* Un fonds mutualisé pour les salariés précaires

* Un projet d'accord remis aux syndicats mardi

* Des économies de 3 à 3,9 milliards d'euros en trois ans

PARIS, 18 février (Reuters) - Le patronat présentera aux syndicats un nouveau projet d'accord sur la réforme de l'assurance chômage avec pour ultime proposition la création d'un forfait sur les contrats courts alimentant un fonds pour les salariés précaires, a-t-on appris lundi de l'U2P, confirmant une information de l'Opinion.

Le montant payé par l'employeur sera fixe et indépendant de la durée du contrat, précise le syndicat des artisans. Il alimentera un fonds mutualisé qui permettra aux salariés d'accéder à des complémentaires santé ou de bonifier leur compte personnel de formation (CPF).

"Ce n'est pas un bonus-malus et ce sera efficace.
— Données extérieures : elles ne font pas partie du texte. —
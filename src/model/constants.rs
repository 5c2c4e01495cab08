//! Configuration constants and default values.
//!
//! Preference keys, notification names, timer periods, and the fixed
//! rendering parameters.

// === Preferences ===

/// ScreenSaverDefaults module name; scopes our one preference key.
pub const DEFAULTS_MODULE: &str = "QuoteSaver";

/// Key for the quote file path preference.
pub const PREF_QUOTE_FILE_PATH: &str = "QuoteFilePath";

// === Notifications ===

/// Distributed (cross-process) notification posted after every preference
/// write. Carries no payload; receivers re-read the store.
pub const PREFS_CHANGED_NOTIFICATION: &str = "QuoteSaverPreferencesChanged";

/// Local notification Cocoa posts whenever any user default changes.
pub const DEFAULTS_DID_CHANGE_NOTIFICATION: &str = "NSUserDefaultsDidChangeNotification";

// === Timing ===

/// Seconds between quote rotations (and preference re-checks).
pub const ROTATION_INTERVAL_SECS: f64 = 10.0;

/// Host animation clock period, ~30 Hz. Repaint only; never changes the
/// current selection.
pub const ANIMATION_FRAME_SECS: f64 = 1.0 / 30.0;

// === Rendering ===

/// Font size in the small preview thumbnail.
pub const FONT_SIZE_PREVIEW: f64 = 10.0;

/// Font size on the full-screen saver.
pub const FONT_SIZE_FULL: f64 = 32.0;

/// Horizontal margin on each side of the wrapped text block.
pub const TEXT_MARGIN: f64 = 40.0;

// === Default quote file locations (relative to $HOME) ===

/// Preferred default, used when it already exists.
pub const DESKTOP_QUOTES_REL: &str = "Desktop/codeQuotes.txt";

/// Directory for the fallback default; created on demand.
pub const CONFIG_DIR_REL: &str = ".config";

/// Fallback default inside the config directory.
pub const CONFIG_QUOTES_REL: &str = ".config/quotes.txt";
C'est un signal qui est envoyé à ceux qui auraient tendance à abuser de la situation chez les employeurs, comme chez les salariés", ajoute cette source, partie prenante des négociations.

Le Medef, qui tenait une réunion de son conseil exécutif lundi, a précisé par communiqué que les organisations patronales présenteraient mercredi en séance de négociations "d’autres propositions alternatives au dispositif de bonus-malus" et qu'en cas d'échec, elles demanderaient la tenue d’une réunion tripartite au ministère du Travail.

Reste à savoir si cette proposition conviendra aux organisations syndicales.

Ces dernières ont exigé la semaine dernière du patronat un projet incluant un dispositif modulant les cotisations patronales pour pénaliser les entreprises abusant des contrats courts, à défaut de quoi, elles ne participeraient pas à la prochaine séance de négociation ce mercredi.

"Si dans ce texte, il n'y a pas les mesures que nous préconisons sur la réduction des contrats courts, il y aura un échec et après nous en appelons à la ministre du Travail pour regarder ce qu'on fait de ce constat d'échec", a déclaré le secrétaire général de la CFDT, Laurent Berger sur LCI.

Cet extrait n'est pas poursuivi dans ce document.